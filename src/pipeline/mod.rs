//! # Repair Pipeline
//!
//! Connects a frame source, the repair stage and an output for one run.

pub mod runner;

pub use runner::{ProcessingReport, RepairPipeline};
use thiserror::Error;

/// Main error type for the pixel-mender library
#[derive(Error, Debug)]
pub enum PixelMenderError {
    #[error("Region error: {0}")]
    Region(#[from] RegionError),

    #[error("Video processing error: {0}")]
    Video(#[from] VideoError),

    #[error("Configuration error: {0}")]
    Config(#[from] ConfigError),

    #[error("IO error: {0}")]
    Io(#[from] std::io::Error),

    #[error("Image error: {0}")]
    Image(#[from] image::ImageError),
}

/// Errors about the defective rectangle and the frames it is applied to
#[derive(Error, Debug, PartialEq, Eq)]
pub enum RegionError {
    #[error("Invalid rectangle ({x0}, {y0})-({x1}, {y1}): corners are inverted")]
    InvalidRectangle { x0: u32, y0: u32, x1: u32, y1: u32 },

    #[error("Rectangle ({x0}, {y0}) touches row or column 0; there is no pixel above or left of it to copy from")]
    TouchesOrigin { x0: u32, y0: u32 },

    #[error("Rectangle edge ({x1}, {y1}) is outside the {width}x{height} frame")]
    OutOfBounds { x1: u32, y1: u32, width: u32, height: u32 },
}

/// Video-specific errors
#[derive(Error, Debug)]
pub enum VideoError {
    #[error("Failed to load video file: {path}")]
    LoadFailed { path: String },

    #[error("FFmpeg not found: {tool}")]
    ToolMissing { tool: String },

    #[error("Video probe failed: {reason}")]
    ProbeFailed { reason: String },

    #[error("Video decoding failed: {reason}")]
    DecodingFailed { reason: String },

    #[error("Video encoding failed: {reason}")]
    EncodingFailed { reason: String },

    #[error("Frame read failed at frame {index}: {reason}")]
    FrameReadFailure { index: u64, reason: String },

    #[error("Frame size mismatch: expected {expected:?}, got {actual:?}")]
    DimensionMismatch { expected: (u32, u32), actual: (u32, u32) },
}

/// Configuration-specific errors
#[derive(Error, Debug)]
pub enum ConfigError {
    #[error("Failed to parse configuration file: {path}: {reason}")]
    ParseFailed { path: String, reason: String },

    #[error("Invalid configuration value: {key} = {value}")]
    InvalidValue { key: String, value: String },

    #[error("Missing required configuration: {key}")]
    MissingKey { key: String },

    #[error("Configuration file not found: {path}")]
    FileNotFound { path: String },
}

/// Convenience type alias for Results using PixelMenderError
pub type Result<T> = std::result::Result<T, PixelMenderError>;

impl PixelMenderError {
    /// Get a user-friendly error message
    pub fn user_message(&self) -> String {
        match self {
            Self::Video(VideoError::LoadFailed { path }) => {
                format!("Could not open video '{}'. Please check the file exists and is a supported format.", path)
            }
            Self::Video(VideoError::ToolMissing { tool }) => {
                format!("'{}' was not found on PATH. Install FFmpeg (e.g. `brew install ffmpeg` or `sudo apt install ffmpeg`).", tool)
            }
            Self::Region(RegionError::OutOfBounds { width, height, .. }) => {
                format!("The defective rectangle does not fit inside the {}x{} video. Check --from/--to.", width, height)
            }
            Self::Config(ConfigError::FileNotFound { path }) => {
                format!("Configuration file '{}' not found.", path)
            }
            _ => self.to_string(),
        }
    }
}

#[cfg(test)]
mod tests {
    use super::*;

    #[test]
    fn test_region_error_converts() {
        let err: PixelMenderError = RegionError::TouchesOrigin { x0: 0, y0: 4 }.into();
        assert!(matches!(err, PixelMenderError::Region(RegionError::TouchesOrigin { .. })));
        assert!(err.to_string().contains("row or column 0"));
    }

    #[test]
    fn test_user_message_for_missing_ffmpeg() {
        let err: PixelMenderError = VideoError::ToolMissing { tool: "ffmpeg".to_string() }.into();
        assert!(err.user_message().contains("Install FFmpeg"));
    }
}
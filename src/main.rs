use std::path::PathBuf;
use std::time::Instant;

use anyhow::Result;
use clap::Parser;
use tracing::info;
use tracing_subscriber::EnvFilter;

use pixel_mender::{
    config::{parse_corner, Config, OutputMode},
    pipeline::RepairPipeline,
    region::{BelowRule, ReadMode},
};

#[derive(Parser)]
#[command(
    name = "pixel-mender",
    version,
    about = "Repair a fixed rectangle of dead pixels in a video",
    long_about = "Pixel-Mender fills a known defective rectangle in every frame of a video with copies of the valid pixels around it, and writes a repaired video or before/after snapshots."
)]
struct Cli {
    /// Input video file
    #[arg(short, long)]
    input: Option<PathBuf>,

    /// Top-left corner of the defective rectangle, as X,Y
    #[arg(long, value_parser = parse_corner)]
    from: Option<(u32, u32)>,

    /// Bottom-right corner of the defective rectangle, as X,Y
    #[arg(long, value_parser = parse_corner)]
    to: Option<(u32, u32)>,

    /// Output directory
    #[arg(short, long)]
    output_dir: Option<PathBuf>,

    /// Save before/after stills every 100 frames instead of writing a video
    #[arg(long)]
    snapshots: bool,

    /// Copy the input's audio track into the output video
    #[arg(long)]
    audio: bool,

    /// Output frame rate
    #[arg(long)]
    fps: Option<f64>,

    /// Reproduce the original below-rule behaviour (pixels under the reference are left as-is)
    #[arg(long)]
    legacy_below: bool,

    /// Read source pixels from an untouched copy of each frame instead of cascading
    #[arg(long)]
    snapshot_read: bool,

    /// Configuration file (optional)
    #[arg(short, long)]
    config: Option<PathBuf>,

    /// Write the effective configuration to this file and exit
    #[arg(long)]
    write_config: Option<PathBuf>,

    /// Enable verbose logging
    #[arg(short, long)]
    verbose: bool,
}

impl Cli {
    /// Command-line flags take precedence over the configuration file
    fn apply_overrides(&self, config: &mut Config) {
        if let Some(input) = &self.input {
            config.video.input = input.clone();
        }
        if let Some(from) = self.from {
            config.region.from = from;
        }
        if let Some(to) = self.to {
            config.region.to = to;
        }
        if let Some(dir) = &self.output_dir {
            config.output.directory = dir.clone();
        }
        if let Some(fps) = self.fps {
            config.video.params.fps = fps;
        }
        if self.snapshots {
            config.output.mode = OutputMode::Snapshots;
        }
        if self.audio {
            config.output.with_audio = true;
        }
        if self.legacy_below {
            config.region.below_rule = BelowRule::Legacy;
        }
        if self.snapshot_read {
            config.region.read_mode = ReadMode::Snapshot;
        }
    }
}

#[tokio::main]
async fn main() -> Result<()> {
    let started = Instant::now();
    let cli = Cli::parse();

    // Initialize logging; RUST_LOG wins over --verbose
    let default_level = if cli.verbose { "debug" } else { "info" };
    tracing_subscriber::fmt()
        .with_env_filter(
            EnvFilter::try_from_default_env().unwrap_or_else(|_| EnvFilter::new(default_level)),
        )
        .init();

    info!("Starting Pixel-Mender v{}", env!("CARGO_PKG_VERSION"));

    let mut config = match &cli.config {
        Some(config_path) => {
            info!("Loading configuration from {:?}", config_path);
            Config::from_file(config_path)?
        }
        None => {
            info!("Using default configuration");
            Config::default()
        }
    };
    cli.apply_overrides(&mut config);

    if let Some(path) = &cli.write_config {
        config.validate()?;
        config.save_to_file(path)?;
        info!("Configuration written to {:?}", path);
        return Ok(());
    }

    info!("Input: {:?}", config.video.input);
    info!("Output: {:?} ({:?} mode)", config.output.directory, config.output.mode);

    let pipeline = RepairPipeline::from_config(config)?;
    let report = pipeline
        .run()
        .await
        .map_err(|e| anyhow::anyhow!(e.user_message()))?;

    info!(
        "Frames read: {}, repaired: {}, written: {}, snapshot pairs: {}",
        report.frames_read, report.frames_repaired, report.frames_written, report.snapshots_saved
    );
    println!("Processed in {} min.", started.elapsed().as_secs_f64() / 60.0);
    Ok(())
}
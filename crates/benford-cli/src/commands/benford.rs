use clap::Args;
use serde_json::Value;

use benford_core::benford::{self, BenfordInput, RankingCriterion, SignFilter};

use crate::input;
use crate::input::stdin::StdinPayload;

/// Where the sample comes from, plus per-run overrides of the analysis
/// configuration.
#[derive(Args)]
pub struct SourceArgs {
    /// Path to a JSON or YAML analysis input file
    #[arg(long, conflicts_with_all = ["csv", "values"])]
    pub input: Option<String>,

    /// Path to a CSV file (use with --column)
    #[arg(long, requires = "column", conflicts_with = "values")]
    pub csv: Option<String>,

    /// Header of the numeric CSV column to analyse
    #[arg(long)]
    pub column: Option<String>,

    /// Sample values (comma-separated, e.g. "1234.5,-87,310")
    #[arg(long, value_delimiter = ',', allow_hyphen_values = true)]
    pub values: Option<Vec<f64>>,

    /// Width of the leading-digit group (1..=7)
    #[arg(long)]
    pub digits: Option<u32>,

    /// Which values to analyse: positive, negative or both
    #[arg(long)]
    pub sign: Option<String>,

    /// Treat the data as continuous: do not round second-order differences
    #[arg(long)]
    pub continuous: bool,

    /// Decimal places used to round second-order differences
    #[arg(long)]
    pub round: Option<u32>,

    /// Label recorded in the result
    #[arg(long)]
    pub name: Option<String>,
}

fn load_input(args: &SourceArgs) -> Result<BenfordInput, Box<dyn std::error::Error>> {
    let mut bf_input: BenfordInput = if let Some(ref path) = args.input {
        input::file::read_structured(path)?
    } else if let Some(ref path) = args.csv {
        let column = args.column.as_deref().ok_or("--column is required with --csv")?;
        BenfordInput::from_raw(input::csv_in::read_column(path, column)?)
            .with_data_name(column)
    } else if let Some(ref values) = args.values {
        BenfordInput::new(values.iter().copied())
    } else if let Some(payload) = input::stdin::read_stdin()? {
        match payload {
            StdinPayload::Json(Value::Array(items)) => {
                BenfordInput::from_raw(serde_json::from_value(Value::Array(items))?)
            }
            StdinPayload::Json(data) => serde_json::from_value(data)?,
            StdinPayload::Values(values) => BenfordInput::from_raw(values),
        }
    } else {
        return Err("provide --input, --csv with --column, --values, or pipe data on stdin".into());
    };

    if let Some(k) = args.digits {
        bf_input = bf_input.with_number_of_digits(k);
    }
    if let Some(ref sign) = args.sign {
        bf_input = bf_input.with_sign(sign.parse::<SignFilter>()?);
    }
    if args.continuous || args.round.is_some() {
        let discrete = bf_input.discrete && !args.continuous;
        let round = args.round.unwrap_or(bf_input.round);
        bf_input = bf_input.with_discrete(discrete, round);
    }
    if let Some(ref name) = args.name {
        bf_input = bf_input.with_data_name(name);
    }
    tracing::debug!(
        entries = bf_input.data.len(),
        number_of_digits = bf_input.number_of_digits,
        sign = %bf_input.sign,
        "analysis input loaded"
    );
    Ok(bf_input)
}

/// Arguments for a full Benford analysis
#[derive(Args)]
pub struct AnalyzeArgs {
    #[command(flatten)]
    pub source: SourceArgs,

    /// Keep the per-observation tables in the output
    #[arg(long)]
    pub include_data: bool,
}

pub fn run_analyze(args: AnalyzeArgs) -> Result<Value, Box<dyn std::error::Error>> {
    let bf_input = load_input(&args.source)?;
    let output = benford::analyze_benford_with_metadata(&bf_input)?;
    let mut value = serde_json::to_value(output)?;
    if !args.include_data {
        if let Some(Value::Object(result)) = value.get_mut("result") {
            result.remove("data");
            result.remove("second_order_data");
        }
    }
    Ok(value)
}

/// Arguments for ranking the most deviant digit groups
#[derive(Args)]
pub struct SuspectsArgs {
    #[command(flatten)]
    pub source: SourceArgs,

    /// Ranking column: absolute_diff, squared_diff, difference,
    /// abs_excess_summation or abs_z_statistic
    #[arg(long, default_value = "absolute_diff")]
    pub by: String,

    /// Number of digit groups to report
    #[arg(long, default_value_t = 2)]
    pub top: usize,
}

pub fn run_suspects(args: SuspectsArgs) -> Result<Value, Box<dyn std::error::Error>> {
    let criterion: RankingCriterion = args.by.parse()?;
    let bf_input = load_input(&args.source)?;
    let result = benford::analyze_benford(&bf_input)?;
    Ok(serde_json::to_value(result.suspects_table(criterion, args.top))?)
}

/// Arguments for listing repeated values
#[derive(Args)]
pub struct DuplicatesArgs {
    #[command(flatten)]
    pub source: SourceArgs,

    /// Number of values to report
    #[arg(long, default_value_t = 10)]
    pub top: usize,
}

pub fn run_duplicates(args: DuplicatesArgs) -> Result<Value, Box<dyn std::error::Error>> {
    let bf_input = load_input(&args.source)?;
    let result = benford::analyze_benford(&bf_input)?;
    Ok(serde_json::to_value(result.duplicates_table(args.top))?)
}
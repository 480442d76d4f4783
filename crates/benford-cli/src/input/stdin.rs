use serde_json::Value;
use std::io::{self, Read};

/// What was piped on stdin.
pub enum StdinPayload {
    /// A JSON document (full analysis input or a bare array).
    Json(Value),
    /// Plain numbers separated by whitespace, commas or newlines.
    Values(Vec<Option<f64>>),
}

/// Attempt to read piped input from stdin.
/// Returns None if stdin is a TTY (interactive) or empty.
pub fn read_stdin() -> Result<Option<StdinPayload>, Box<dyn std::error::Error>> {
    if atty::is(atty::Stream::Stdin) {
        return Ok(None);
    }

    let mut buffer = String::new();
    io::stdin().read_to_string(&mut buffer)?;

    let trimmed = buffer.trim();
    if trimmed.is_empty() {
        return Ok(None);
    }

    if trimmed.starts_with('{') || trimmed.starts_with('[') {
        let value: Value = serde_json::from_str(trimmed)?;
        return Ok(Some(StdinPayload::Json(value)));
    }

    Ok(Some(StdinPayload::Values(parse_values(trimmed))))
}

fn parse_values(text: &str) -> Vec<Option<f64>> {
    text.split(|c: char| c.is_whitespace() || c == ',' || c == ';')
        .filter(|tok| !tok.is_empty())
        .map(|tok| tok.parse::<f64>().ok().filter(|v| v.is_finite()))
        .collect()
}

#[cfg(test)]
mod tests {
    use super::*;

    #[test]
    fn test_parse_values_mixed_separators() {
        let v = parse_values("1.5, 2\n-3;NA 4e2");
        assert_eq!(v, vec![Some(1.5), Some(2.0), Some(-3.0), None, Some(400.0)]);
    }
}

• • •

Search the data above for the word "after" and report how many lines contain it, with nothing further.

### WRITTEN ANSWER
2